The hundreds of intoxicated teenagers below 18 picked up in our streets every school week by the Police is, for me, a rally call to protective action by Parliament.

After a year of promoting my Bill, I can't tell you how exhausted and sick I am of hearing politicians, and the liquor industry, that say "raising the purchase age won't fix the problem".

It is disingenuous propaganda to set up a strawman before slaying it. Of course there is no "One Answer".

There is no simple solution and there will always be the need for integrated steps across supply, demand, education and treatment all working hand-in-hand and the issue of the alcohol purchase age is a critical ingredient in a much bigger jigsaw.

My Bill, which is currently before the Law and Order Select Committee, proposes to raise the alcohol purchasing age to twenty (that is the age you can walk into you local corner licensed dairy and buy alcohol), it proposes to keep liquor adverts off television until 10 p.m. and it proposes also to strengthen provisions within the law to prosecute those caught inappropriately supply liquor to minors.

In 1999, Jim Anderton and I supported the philosophic principle that eighteen years olds should be legally entitled to drink alcohol and that was the position of our party but our MPs voted against the final or third reading of law change because we feared that its overall provision for more liberal alcohol purchasing standards would deliver negative social outcomes.

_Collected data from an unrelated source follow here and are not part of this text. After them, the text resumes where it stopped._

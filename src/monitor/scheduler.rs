//! 時刻スケジューラの判定
//!
//! - 監視時間帯 `[start, stop)` に入っていて停止中なら自動開始（1日1回まで）
//! - 実行中に stop 時刻をまたいだら停止
//! - 連続失敗で止まった日は自動開始しない

use chrono::{NaiveDate, NaiveDateTime, NaiveTime};
use std::time::Duration;

pub const SCHEDULER_TICK: Duration = Duration::from_secs(30);

#[derive(Debug, Clone, Copy, PartialEq, Eq)]
pub enum ScheduleAction {
    Start,
    Stop,
    Idle,
}

/// 判定間で持ち越す状態
#[derive(Debug, Clone, Default, PartialEq, Eq)]
pub struct ScheduleMemory {
    last_check: Option<NaiveDateTime>,
    last_auto_start: Option<NaiveDate>,
}

#[derive(Debug, Clone, Copy)]
pub struct ScheduleInput {
    pub now: NaiveDateTime,
    pub start: NaiveTime,
    pub stop: NaiveTime,
    pub running: bool,
    /// 本日、連続失敗上限で停止済み
    pub failure_stopped_today: bool,
}

pub fn in_window(time: NaiveTime, start: NaiveTime, stop: NaiveTime) -> bool {
    start <= time && time < stop
}

pub fn evaluate(memory: &mut ScheduleMemory, input: ScheduleInput) -> ScheduleAction {
    let today = input.now.date();
    let time = input.now.time();
    // 日付が変わったら前回時刻は使わない
    let previous = memory
        .last_check
        .filter(|last| last.date() == today)
        .map(|last| last.time());
    memory.last_check = Some(input.now);

    if input.running {
        let crossed_stop = previous.is_some_and(|p| p < input.stop) && time >= input.stop;
        return if crossed_stop {
            ScheduleAction::Stop
        } else {
            ScheduleAction::Idle
        };
    }

    if in_window(time, input.start, input.stop)
        && memory.last_auto_start != Some(today)
        && !input.failure_stopped_today
    {
        memory.last_auto_start = Some(today);
        return ScheduleAction::Start;
    }

    ScheduleAction::Idle
}
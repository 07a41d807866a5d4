//! Study Buddy Common Library
//!
//! CLI・監視サービス・Web で共有される型と判定ロジック（I/Oなし）

pub mod config;
pub mod error;
pub mod notify;
pub mod parser;
pub mod prompts;
pub mod rules;
pub mod types;

pub use config::{default_rules, parse_hhmm, MonitorConfig};
pub use error::{Error, Result};
pub use notify::{NotifyDecision, NotifyManager, NotifyPolicy, NotifyState, NotifyStatus};
pub use parser::{extract_json, parse_analysis_response};
pub use prompts::build_vision_prompt;
pub use rules::{compile_pattern, validate_rules, CheckOutcome, RuleChecker};
pub use types::{AnalysisResult, DetectionRecord, NewDetectionRecord, NotifyLevel, Rule};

We are not talking about the "drinking age".

I believe that raising the alcohol purchasing age would encourage more responsible social drinking habits.

The aim is to get parents and guardians teaching their young teenagers how to enjoy alcohol at the family dinner table and to enjoy the life-enhancing aspects that a lovely cold beer can give you after a hard Bursary exam or a set back from a friend or on the sport field.

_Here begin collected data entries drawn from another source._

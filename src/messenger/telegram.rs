//! Telegram Bot API

use super::{delivery_error, read_limited};
use crate::config::TelegramSettings;
use crate::error::{Result, StudyBuddyError};
use reqwest::multipart::{Form, Part};
use serde::Deserialize;
use serde_json::json;
use std::path::Path;
use std::time::Duration;
use tracing::debug;

pub const TELEGRAM_IMAGE_LIMIT: u64 = 10 * 1024 * 1024;
const REQUEST_TIMEOUT: Duration = Duration::from_secs(30);

#[derive(Debug, Deserialize)]
struct TelegramReply {
    ok: bool,
    #[serde(default)]
    description: Option<String>,
}

impl TelegramReply {
    fn ok(self, what: &str) -> Result<()> {
        if self.ok {
            Ok(())
        } else {
            Err(StudyBuddyError::NotifyDelivery(format!(
                "Telegram {} 失敗: {}",
                what,
                self.description.unwrap_or_default()
            )))
        }
    }
}

pub struct TelegramAdapter {
    client: reqwest::Client,
    settings: TelegramSettings,
}

impl TelegramAdapter {
    pub fn new(settings: TelegramSettings) -> Result<Self> {
        let client = reqwest::Client::builder()
            .timeout(REQUEST_TIMEOUT)
            .build()
            .map_err(|e| StudyBuddyError::Config(format!("HTTPクライアント初期化に失敗: {}", e)))?;
        Ok(Self { client, settings })
    }

    pub fn recipients(&self) -> &[String] {
        &self.settings.chat_ids
    }

    fn method_url(&self, method: &str) -> String {
        format!(
            "{}/bot{}/{}",
            self.settings.base_url.trim_end_matches('/'),
            self.settings.bot_token,
            method
        )
    }

    pub async fn send_text(&self, chat_id: &str, text: &str) -> Result<()> {
        let reply: TelegramReply = self
            .client
            .post(self.method_url("sendMessage"))
            .json(&json!({"chat_id": chat_id, "text": text}))
            .send()
            .await
            .map_err(delivery_error)?
            .json()
            .await
            .map_err(delivery_error)?;
        reply.ok("sendMessage")?;
        debug!(chat_id, "Telegram テキスト送信");
        Ok(())
    }

    /// 読み込み済み画像を送る（10MB まで）
    pub async fn send_photo(&self, chat_id: &str, file_name: &str, bytes: Vec<u8>) -> Result<()> {
        let part = Part::bytes(bytes)
            .file_name(file_name.to_string())
            .mime_str("image/jpeg")
            .map_err(delivery_error)?;
        let form = Form::new()
            .text("chat_id", chat_id.to_string())
            .part("photo", part);

        let reply: TelegramReply = self
            .client
            .post(self.method_url("sendPhoto"))
            .multipart(form)
            .send()
            .await
            .map_err(delivery_error)?
            .json()
            .await
            .map_err(delivery_error)?;
        reply.ok("sendPhoto")?;
        debug!(chat_id, "Telegram 画像送信");
        Ok(())
    }

    pub async fn load_photo(path: &Path) -> Result<Vec<u8>> {
        read_limited(path, TELEGRAM_IMAGE_LIMIT).await
    }
}
//! 外部コマンド（ffmpeg）による1フレーム取得

use super::FrameGrabber;
use crate::config::CameraSettings;
use crate::error::{Result, StudyBuddyError};
use async_trait::async_trait;
use std::process::Stdio;
use tokio::process::Command;
use tracing::debug;

#[cfg(target_os = "linux")]
const INPUT_FORMAT: &str = "v4l2";
#[cfg(target_os = "linux")]
const DEFAULT_DEVICE: &str = "/dev/video0";

#[cfg(target_os = "macos")]
const INPUT_FORMAT: &str = "avfoundation";
#[cfg(target_os = "macos")]
const DEFAULT_DEVICE: &str = "0";

#[cfg(windows)]
const INPUT_FORMAT: &str = "dshow";
#[cfg(windows)]
const DEFAULT_DEVICE: &str = "video=Integrated Camera";

#[cfg(not(any(target_os = "linux", target_os = "macos", windows)))]
const INPUT_FORMAT: &str = "v4l2";
#[cfg(not(any(target_os = "linux", target_os = "macos", windows)))]
const DEFAULT_DEVICE: &str = "/dev/video0";

/// ffmpeg を起動して MJPEG 1フレームを stdout から受け取る
///
/// 子プロセスは future の破棄時に kill される（停止時にデバイスを離す）。
#[derive(Debug, Clone)]
pub struct CommandGrabber {
    program: String,
    device: String,
}

impl CommandGrabber {
    pub fn new(program: impl Into<String>, device: Option<String>) -> Self {
        Self {
            program: program.into(),
            device: device.unwrap_or_else(|| DEFAULT_DEVICE.to_string()),
        }
    }

    pub fn from_settings(settings: &CameraSettings) -> Self {
        Self::new(settings.program.clone(), settings.device.clone())
    }

    pub fn args(&self) -> Vec<String> {
        let mut args: Vec<String> = ["-hide_banner", "-loglevel", "error", "-f", INPUT_FORMAT]
            .iter()
            .map(|s| s.to_string())
            .collect();
        if INPUT_FORMAT == "avfoundation" {
            args.extend(["-framerate".to_string(), "30".to_string()]);
        }
        args.extend(
            [
                "-i",
                self.device.as_str(),
                "-frames:v",
                "1",
                "-f",
                "image2pipe",
                "-vcodec",
                "mjpeg",
                "-",
            ]
            .iter()
            .map(|s| s.to_string()),
        );
        args
    }
}

#[async_trait]
impl FrameGrabber for CommandGrabber {
    async fn grab(&self) -> Result<Vec<u8>> {
        let args = self.args();
        debug!(program = %self.program, device = %self.device, "フレーム取得");

        let output = Command::new(&self.program)
            .args(&args)
            .stdin(Stdio::null())
            .stdout(Stdio::piped())
            .stderr(Stdio::piped())
            .kill_on_drop(true)
            .output()
            .await
            .map_err(|e| StudyBuddyError::Capture(format!("{} の起動に失敗: {}", self.program, e)))?;

        if !output.status.success() {
            let stderr = String::from_utf8_lossy(&output.stderr);
            return Err(StudyBuddyError::Capture(format!(
                "撮影コマンドが失敗 (code {:?}): {}",
                output.status.code(),
                stderr.trim()
            )));
        }

        let frame = output.stdout;
        if !is_jpeg(&frame) {
            return Err(StudyBuddyError::Capture(format!(
                "JPEGフレームを取得できません（{} bytes）",
                frame.len()
            )));
        }
        Ok(frame)
    }
}

/// SOI マーカーで判定
pub fn is_jpeg(bytes: &[u8]) -> bool {
    bytes.len() > 2 && bytes[0] == 0xFF && bytes[1] == 0xD8
}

Understanding adults assist teenagers to adjust to growing up and adjust to living in a society where mind-altering substances, and body-hurting substances, are liberally available.

This is a question not of simple morality or a table-thumping.

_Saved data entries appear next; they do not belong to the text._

use thiserror::Error;

#[derive(Error, Debug)]
pub enum StudyBuddyError {
    #[error("設定エラー: {0}")]
    Config(String),

    #[error("APIキーが設定されていません。環境変数 KIMI_API_KEY を設定してください")]
    MissingApiKey,

    #[error("撮影エラー: {0}")]
    Capture(String),

    #[error("AI解析エラー: {0}")]
    Analysis(String),

    #[error("APIレスポンスのパースに失敗: {0}")]
    ApiParse(String),

    #[error("通知送信エラー: {0}")]
    NotifyDelivery(String),

    #[error(transparent)]
    Common(#[from] study_buddy_common::Error),

    #[error("監視はすでに実行中です")]
    AlreadyRunning,

    #[error("監視は実行されていません")]
    NotRunning,

    #[error("処理が中断されました")]
    Cancelled,

    #[error("データベースエラー: {0}")]
    Storage(#[from] rusqlite::Error),

    #[error("JSON解析エラー: {0}")]
    JsonParse(#[from] serde_json::Error),

    #[error("IOエラー: {0}")]
    Io(#[from] std::io::Error),

    #[error("見つかりません: {0}")]
    NotFound(String),

    #[error("アクセスが拒否されました: {0}")]
    Forbidden(String),
}

impl StudyBuddyError {
    /// 設定の検証エラー（Web では 400 として返す）
    pub fn is_config_error(&self) -> bool {
        matches!(self, StudyBuddyError::Config(_) | StudyBuddyError::Common(_))
    }
}

impl From<reqwest::Error> for StudyBuddyError {
    fn from(e: reqwest::Error) -> Self {
        if e.is_timeout() {
            StudyBuddyError::Analysis(format!("タイムアウト: {}", e))
        } else {
            StudyBuddyError::Analysis(e.to_string())
        }
    }
}

pub type Result<T> = std::result::Result<T, StudyBuddyError>;
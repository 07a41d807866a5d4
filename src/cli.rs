use clap::{Parser, Subcommand};
use std::path::PathBuf;

#[derive(Parser)]
#[command(name = "study-buddy")]
#[command(about = "学習見守りアシスタント（定期撮影・AI判定・通知）", long_about = None)]
pub struct Cli {
    #[command(subcommand)]
    pub command: Commands,

    /// 詳細ログを出力
    #[arg(short, long, global = true)]
    pub verbose: bool,

    /// データディレクトリ（既定: $STUDY_BUDDY_HOME または ~/.study-buddy）
    #[arg(long, global = true)]
    pub home: Option<PathBuf>,
}

#[derive(Subcommand)]
pub enum Commands {
    /// 監視サービスとWebダッシュボードを起動
    Serve {
        /// 待ち受けアドレス
        #[arg(long, default_value = "127.0.0.1")]
        host: String,

        /// ポート番号
        #[arg(short, long, default_value = "5000")]
        port: u16,
    },

    /// 1枚撮影して保存
    Capture,

    /// 画像をAI解析してJSONを出力
    Analyze {
        /// 画像ファイル
        #[arg(required = true)]
        image: PathBuf,
    },

    /// 画像を解析してルール判定
    Check {
        /// 画像ファイル
        #[arg(required = true)]
        image: PathBuf,
    },

    /// 検出記録を表示
    Records {
        /// 最近の件数（未指定なら本日分）
        #[arg(long)]
        recent: Option<usize>,

        /// 全記録を削除
        #[arg(long)]
        reset: bool,
    },

    /// 監視設定を表示・初期化
    Config {
        /// 現在の設定を表示
        #[arg(long)]
        show: bool,

        /// 既定値に戻す
        #[arg(long)]
        reset: bool,
    },

    /// 全受信者へテスト通知
    Notify {
        /// 本文
        #[arg(required = true)]
        text: String,
    },

    /// 設定とAPI接続を診断
    Doctor,
}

This isn't an issue about your sixteen year old or mine having a beer with dad and mum at the family dinner table – I'd be the first to pour my 16 year old a beer over dinner.

It is about accepting the empirical evidence that the law changes of the late 1980s and late 1990s in fact facilitated increased access to alcohol for younger and younger teenagers in an environment that isn't the best for young teenagers and children – the licensed corner dairy – and the drinking environment, groups of very young teenagers in the local park or parking lot.

For me, the most fundamental function of a Member of Parliament is to promote laws and standards that enhance the safety and well being of the community and of families, and of course that includes the most vulnerable among us – young teenagers as well as their worrying parents.

The reason I am so proud that my Bill has made it as far as the Select Committee, in spite of those MPs from this city that voted against it going there, is that the Bill provides a forum where the general public with all of its view points can be listened to respectfully and where those that have access to, and have conducted primary research, that is empirical research not political rhetoric, can be heard.

I am a politician.

I know that the reality of politics is that unless the Progressive Party gets 1.3% of the Party Vote or whatever it is that we need to ensure I'm returned to Parliament, my Bill will be most likely be killed in its tracks.

My Bill hangs in the balance. And its personal, I'm a parent and I like most members of the public want to have their say on how has happened – in teenage traffic accident statistics, in the transmission of teenage sexual disease and so forth – since 1999, and how we might together do something or some things positive to help turn the tide against those tragic self-inflicted trends.

Thank you for inviting me to be with you as your conference and I am very happy to answer any questions that you may have of me.